There was no cricket in Dubai in 1977 but some of the boys from Lahore were playing the game in Sharjah.
According to Butt, his group was the first to start playing cricket in Deira, a place behind Dubai Municipality building, which is now Union Metro Station.
Butt used to live in Jafiliya and to play a cricket match he had to travel to Deira as Bur Dubai had no ground to play.
"We used to cross Creek by abra by paying only 10 fils. After crossing the Creek two of us will take a breakfast at Karachi Darbar at the cost of only one dirham. But now the times are changed and you have shell out money for food," Butt said.
Tariq Butt with with Abdul Rahman Bukhatir, a Zimbabwean judge and Abdul Razzaq Kazim. - Supplied photo
How Butt became an umpire
Butt, who has played first class cricket in Pakistan, spent 30 years with Sharjah Cricket Stadium.
His friends advised him to become an umpire, after he got a serious ankle injury during a match in Dubai.
Three generations has played under him and he recently hung up his white coat. But he is still an insider and cricketers from around the world know him well.
"The credit goes to Abdul Rehman Bukhatir for introducing cricket in the desert. His dedication has not only earned him a name but put Sharjah on the world map.
"Bukhatir Sahib is not very active in cricket matters these days and has left the matters to Waleed Bukhatir who has grown up in front of my eyes.
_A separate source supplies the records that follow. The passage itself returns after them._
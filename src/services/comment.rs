use chrono::{DateTime, Utc};
use serde::Serialize;
use tracing::info;

use crate::error::{DomainError, ServiceResult};
use crate::identity::Actor;
use crate::ids::{CommentId, VideoId};
use crate::models::{CommentRecord, now};
use crate::pagination::{Page, PageRequest};
use crate::services::non_blank;
use crate::store::Store;

const COMMENT_NOT_FOUND: &str = "Comment not found or you are not the owner";

/// What an edit returns: just the fields that changed.
#[derive(Debug, Clone, PartialEq, Serialize)]
#[serde(rename_all = "camelCase")]
pub struct CommentEdit {
    pub id: CommentId,
    pub content: String,
    pub updated_at: DateTime<Utc>,
}

#[derive(Clone)]
pub struct CommentService {
    store: Store,
}

impl CommentService {
    pub fn new(store: Store) -> Self {
        Self { store }
    }

    pub async fn list(
        &self,
        video: VideoId,
        page: PageRequest,
    ) -> ServiceResult<Page<CommentRecord>> {
        self.require_video(video).await?;
        let (items, total) = tokio::try_join!(
            self.store.list_comments(video, page),
            self.store.count_comments(video),
        )?;
        Ok(Page::new(items, page, total))
    }

    pub async fn add(
        &self,
        actor: Actor,
        video: VideoId,
        content: Option<&str>,
    ) -> ServiceResult<CommentRecord> {
        let owner = actor.resolve(&self.store).await?;
        self.require_video(video).await?;
        let content = non_blank(content)
            .ok_or_else(|| DomainError::validation("Comment content is required"))?;

        let at = now();
        let comment = CommentRecord {
            id: CommentId::new(),
            video,
            owner,
            content: content.to_string(),
            created_at: at,
            updated_at: at,
        };
        self.store.insert_comment(&comment).await?;
        info!(comment_id = %comment.id, video_id = %video, owner = %owner, "comment added");
        Ok(comment)
    }

    pub async fn update(
        &self,
        actor: Actor,
        id: CommentId,
        content: Option<&str>,
    ) -> ServiceResult<CommentEdit> {
        self.owned_comment(actor, id).await?;
        let content = non_blank(content)
            .ok_or_else(|| DomainError::validation("Comment content is required"))?;

        let updated = self
            .store
            .update_comment_content(id, content, now())
            .await?
            .ok_or_else(|| DomainError::not_found(COMMENT_NOT_FOUND))?;
        info!(comment_id = %id, "comment updated");
        Ok(CommentEdit {
            id: updated.id,
            content: updated.content,
            updated_at: updated.updated_at,
        })
    }

    pub async fn delete(&self, actor: Actor, id: CommentId) -> ServiceResult<()> {
        self.owned_comment(actor, id).await?;
        if !self.store.delete_comment(id).await? {
            return Err(DomainError::not_found(COMMENT_NOT_FOUND));
        }
        info!(comment_id = %id, "comment deleted");
        Ok(())
    }

    async fn require_video(&self, video: VideoId) -> ServiceResult<()> {
        if self.store.video_exists(video).await? {
            Ok(())
        } else {
            Err(DomainError::not_found("Video not found"))
        }
    }

    async fn owned_comment(&self, actor: Actor, id: CommentId) -> ServiceResult<CommentRecord> {
        let owner = actor.resolve(&self.store).await?;
        match self.store.get_comment(id).await? {
            Some(comment) if comment.owner == owner => Ok(comment),
            _ => Err(DomainError::not_found(COMMENT_NOT_FOUND)),
        }
    }
}

#[cfg(test)]
mod tests {
    use chrono::Duration;

    use super::*;
    use crate::testing::TestContext;

    #[tokio::test]
    async fn add_requires_actor_video_and_content() {
        let ctx = TestContext::new().await;
        let alice = ctx.user("alice").await;
        let video = ctx.video(alice, "clip", true).await;
        let comments = &ctx.services.comments;

        let err = comments
            .add(Actor::anonymous(), video.id, Some("hi"))
            .await
            .unwrap_err();
        assert_eq!(err.status_code(), 401);

        let err = comments
            .add(Actor::user(alice), VideoId::new(), Some("hi"))
            .await
            .unwrap_err();
        assert_eq!(err.status_code(), 404);

        let err = comments
            .add(Actor::user(alice), video.id, Some("   "))
            .await
            .unwrap_err();
        assert_eq!(err.status_code(), 400);

        let comment = comments
            .add(Actor::user(alice), video.id, Some("  nice  "))
            .await
            .unwrap();
        assert_eq!(comment.content, "nice");
        assert_eq!(ctx.store.get_comment(comment.id).await.unwrap(), Some(comment));
    }

    #[tokio::test]
    async fn list_is_newest_first_and_paginated() {
        let ctx = TestContext::new().await;
        let alice = ctx.user("alice").await;
        let video = ctx.video(alice, "clip", true).await;
        let base = now();
        for n in 0..3 {
            ctx.store
                .insert_comment(&CommentRecord {
                    id: CommentId::new(),
                    video: video.id,
                    owner: alice,
                    content: format!("c{n}"),
                    created_at: base + Duration::seconds(n),
                    updated_at: base + Duration::seconds(n),
                })
                .await
                .unwrap();
        }

        let comments = &ctx.services.comments;
        let first = comments.list(video.id, PageRequest::new(1, 2)).await.unwrap();
        let second = comments.list(video.id, PageRequest::new(2, 2)).await.unwrap();
        let contents: Vec<_> = first
            .items
            .iter()
            .chain(&second.items)
            .map(|c| c.content.as_str())
            .collect();
        assert_eq!(contents, ["c2", "c1", "c0"]);
        assert_eq!(first.pagination.total, 3);
        assert_eq!(second.pagination.total_pages, 2);

        let err = comments
            .list(VideoId::new(), PageRequest::default())
            .await
            .unwrap_err();
        assert_eq!(err.status_code(), 404);
    }

    #[tokio::test]
    async fn non_owner_sees_the_same_404_as_a_missing_comment() {
        let ctx = TestContext::new().await;
        let alice = ctx.user("alice").await;
        let bob = ctx.user("bob").await;
        let video = ctx.video(alice, "clip", true).await;
        let comments = &ctx.services.comments;
        let comment = comments
            .add(Actor::user(alice), video.id, Some("mine"))
            .await
            .unwrap();

        let foreign = comments
            .update(Actor::user(bob), comment.id, Some("edited"))
            .await
            .unwrap_err();
        let missing = comments
            .update(Actor::user(bob), CommentId::new(), Some("edited"))
            .await
            .unwrap_err();
        assert_eq!(foreign.status_code(), 404);
        assert_eq!(foreign.to_string(), missing.to_string());

        let err = comments.delete(Actor::user(bob), comment.id).await.unwrap_err();
        assert_eq!(err.status_code(), 404);
        assert!(ctx.store.comment_exists(comment.id).await.unwrap());
    }

    #[tokio::test]
    async fn owner_can_edit_and_delete() {
        let ctx = TestContext::new().await;
        let alice = ctx.user("alice").await;
        let video = ctx.video(alice, "clip", true).await;
        let comments = &ctx.services.comments;
        let comment = comments
            .add(Actor::user(alice), video.id, Some("first"))
            .await
            .unwrap();

        let err = comments
            .update(Actor::user(alice), comment.id, Some(""))
            .await
            .unwrap_err();
        assert_eq!(err.status_code(), 400);

        let edit = comments
            .update(Actor::user(alice), comment.id, Some(" second "))
            .await
            .unwrap();
        assert_eq!(edit.id, comment.id);
        assert_eq!(edit.content, "second");
        assert!(edit.updated_at >= comment.updated_at);

        comments.delete(Actor::user(alice), comment.id).await.unwrap();
        assert!(!ctx.store.comment_exists(comment.id).await.unwrap());
    }
}
#[derive(Debug, Default, Deserialize)]
struct PageQuery {
    page: Option<String>,
    limit: Option<String>,
}

impl PageQuery {
    fn request(&self) -> PageRequest {
        PageRequest::from_raw(self.page.as_deref(), self.limit.as_deref())
    }
}

#[derive(Debug, Default, Deserialize)]
#[serde(rename_all = "camelCase")]
struct VideoListQuery {
    page: Option<String>,
    limit: Option<String>,
    query: Option<String>,
    user_id: Option<String>,
    sort_by: Option<String>,
    sort_type: Option<String>,
    sort_order: Option<String>,
    min_duration: Option<String>,
    max_duration: Option<String>,
}

impl VideoListQuery {
    fn filter(&self) -> ApiResult<VideoFilter> {
        let owner = match non_blank(self.user_id.as_deref()) {
            Some(raw) => Some(UserId::parse(raw)?),
            None => None,
        };
        Ok(VideoFilter {
            owner,
            text: self.query.as_deref().and_then(TextMatch::new),
            duration: DurationRange {
                min: parse_duration_bound("minDuration", self.min_duration.as_deref())?,
                max: parse_duration_bound("maxDuration", self.max_duration.as_deref())?,
            },
            published: None,
        })
    }

    fn sort(&self) -> ApiResult<VideoSort> {
        let field = match non_blank(self.sort_by.as_deref()) {
            Some(raw) => VideoSortField::parse(raw)?,
            None => VideoSortField::default(),
        };
        let order = self
            .sort_type
            .as_deref()
            .or(self.sort_order.as_deref())
            .map(SortOrder::parse)
            .unwrap_or_default();
        Ok(VideoSort { field, order })
    }

    fn page(&self) -> PageRequest {
        PageRequest::from_raw(self.page.as_deref(), self.limit.as_deref())
    }
}

fn parse_duration_bound(name: &str, raw: Option<&str>) -> ApiResult<Option<f64>> {
    let Some(raw) = non_blank(raw) else {
        return Ok(None);
    };
    match raw.parse::<f64>() {
        Ok(value) if value.is_finite() && value >= 0.0 => Ok(Some(value)),
        _ => Err(ApiError::bad_request(format!(
            "{name} must be a non-negative number"
        ))),
    }
}

#[derive(Debug, Deserialize)]
struct ContentBody {
    content: Option<String>,
}

/// A multipart body with its file parts written to the staging directory.
/// The temp files are removed when this is dropped.
#[derive(Default)]
struct StagedForm {
    fields: HashMap<String, String>,
    files: HashMap<String, NamedTempFile>,
}

impl StagedForm {
    fn text(&self, name: &str) -> Option<&str> {
        self.fields.get(name).map(String::as_str)
    }

    fn file(&self, name: &str) -> Option<&Path> {
        self.files.get(name).map(NamedTempFile::path)
    }
}

async fn stage_multipart(mut multipart: Multipart, staging: &Path) -> ApiResult<StagedForm> {
    let mut form = StagedForm::default();
    while let Some(mut field) = multipart
        .next_field()
        .await
        .map_err(|err| ApiError::bad_request(err.body_text()))?
    {
        let Some(name) = field.name().map(str::to_string) else {
            continue;
        };
        let Some(file_name) = field.file_name().map(str::to_string) else {
            let value = field
                .text()
                .await
                .map_err(|err| ApiError::bad_request(err.body_text()))?;
            form.fields.insert(name, value);
            continue;
        };
        if file_name.trim().is_empty() {
            continue;
        }

        let suffix = Path::new(&file_name)
            .extension()
            .and_then(|ext| ext.to_str())
            .filter(|ext| ext.chars().all(|c| c.is_ascii_alphanumeric()))
            .map(|ext| format!(".{ext}"))
            .unwrap_or_default();
        let staged = tempfile::Builder::new()
            .prefix("upload-")
            .suffix(&suffix)
            .tempfile_in(staging)
            .map_err(ApiError::internal)?;
        let mut out = File::from_std(staged.reopen().map_err(ApiError::internal)?);
        let mut written = 0u64;
        while let Some(chunk) = field
            .chunk()
            .await
            .map_err(|err| ApiError::bad_request(err.body_text()))?
        {
            out.write_all(&chunk).await.map_err(ApiError::internal)?;
            written += chunk.len() as u64;
        }
        out.flush().await.map_err(ApiError::internal)?;
        if written > 0 {
            form.files.insert(name, staged);
        }
    }
    Ok(form)
}

async fn healthcheck() -> Response {
    respond(StatusCode::OK, json!({ "status": "OK" }), "Health check passed")
}

async fn list_videos(
    State(state): State<AppState>,
    query: Result<Query<VideoListQuery>, QueryRejection>,
) -> ApiResult<Response> {
    let Query(query) = query?;
    let page = state
        .services
        .videos
        .list_videos(query.filter()?, query.sort()?, query.page())
        .await?;
    Ok(respond(StatusCode::OK, page, "Videos fetched successfully"))
}

async fn publish_video(
    State(state): State<AppState>,
    headers: HeaderMap,
    multipart: Result<Multipart, MultipartRejection>,
) -> ApiResult<Response> {
    let actor = actor(&headers);
    actor.require()?;
    let form = stage_multipart(multipart?, &state.assets.staging_dir()).await?;
    let video = state
        .services
        .videos
        .publish_video(
            actor,
            VideoDraft {
                title: form.text("title"),
                description: form.text("description"),
                video_file: form.file("videoFile"),
                thumbnail: form.file("thumbnail"),
            },
        )
        .await?;
    Ok(respond(
        StatusCode::CREATED,
        video,
        "Video published successfully",
    ))
}

async fn get_video(
    State(state): State<AppState>,
    headers: HeaderMap,
    AxumPath(video_id): AxumPath<String>,
) -> ApiResult<Response> {
    let id = VideoId::parse(&video_id)?;
    let video = state.services.videos.get_video(actor(&headers), id).await?;
    Ok(respond(StatusCode::OK, video, "Video fetched successfully"))
}

async fn update_video(
    State(state): State<AppState>,
    headers: HeaderMap,
    AxumPath(video_id): AxumPath<String>,
    multipart: Result<Multipart, MultipartRejection>,
) -> ApiResult<Response> {
    let id = VideoId::parse(&video_id)?;
    let actor = actor(&headers);
    actor.require()?;
    let form = stage_multipart(multipart?, &state.assets.staging_dir()).await?;
    let video = state
        .services
        .videos
        .update_video(
            actor,
            id,
            VideoChanges {
                title: form.text("title"),
                description: form.text("description"),
                thumbnail: form.file("thumbnail"),
            },
        )
        .await?;
    Ok(respond(StatusCode::OK, video, "Video updated successfully"))
}

async fn delete_video(
    State(state): State<AppState>,
    headers: HeaderMap,
    AxumPath(video_id): AxumPath<String>,
) -> ApiResult<Response> {
    let id = VideoId::parse(&video_id)?;
    state.services.videos.delete_video(actor(&headers), id).await?;
    Ok(respond(StatusCode::OK, json!({}), "Video deleted successfully"))
}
He is a worthy successor and all my prayers are with him to carry the torch."
"It is a great honour for a ground to host most number of one-day internationals by leaving behind grounds like Lord's and Melbourne."
Tariq Butt with Pakistani cricket players Ijaz Ahmed, Mushtaq Ahmed and Wasim Akram. - Supplied photo
According to Butt, the future of cricket doesn't look very bright in the UAE.
"Years of hard work and dedication is needed to learn the tricks of the game. But people's level of interest in the game here is really discouraging."
"As per the existing laws, an expatriate male has to work or study to stay in the country after reaching 18 years old.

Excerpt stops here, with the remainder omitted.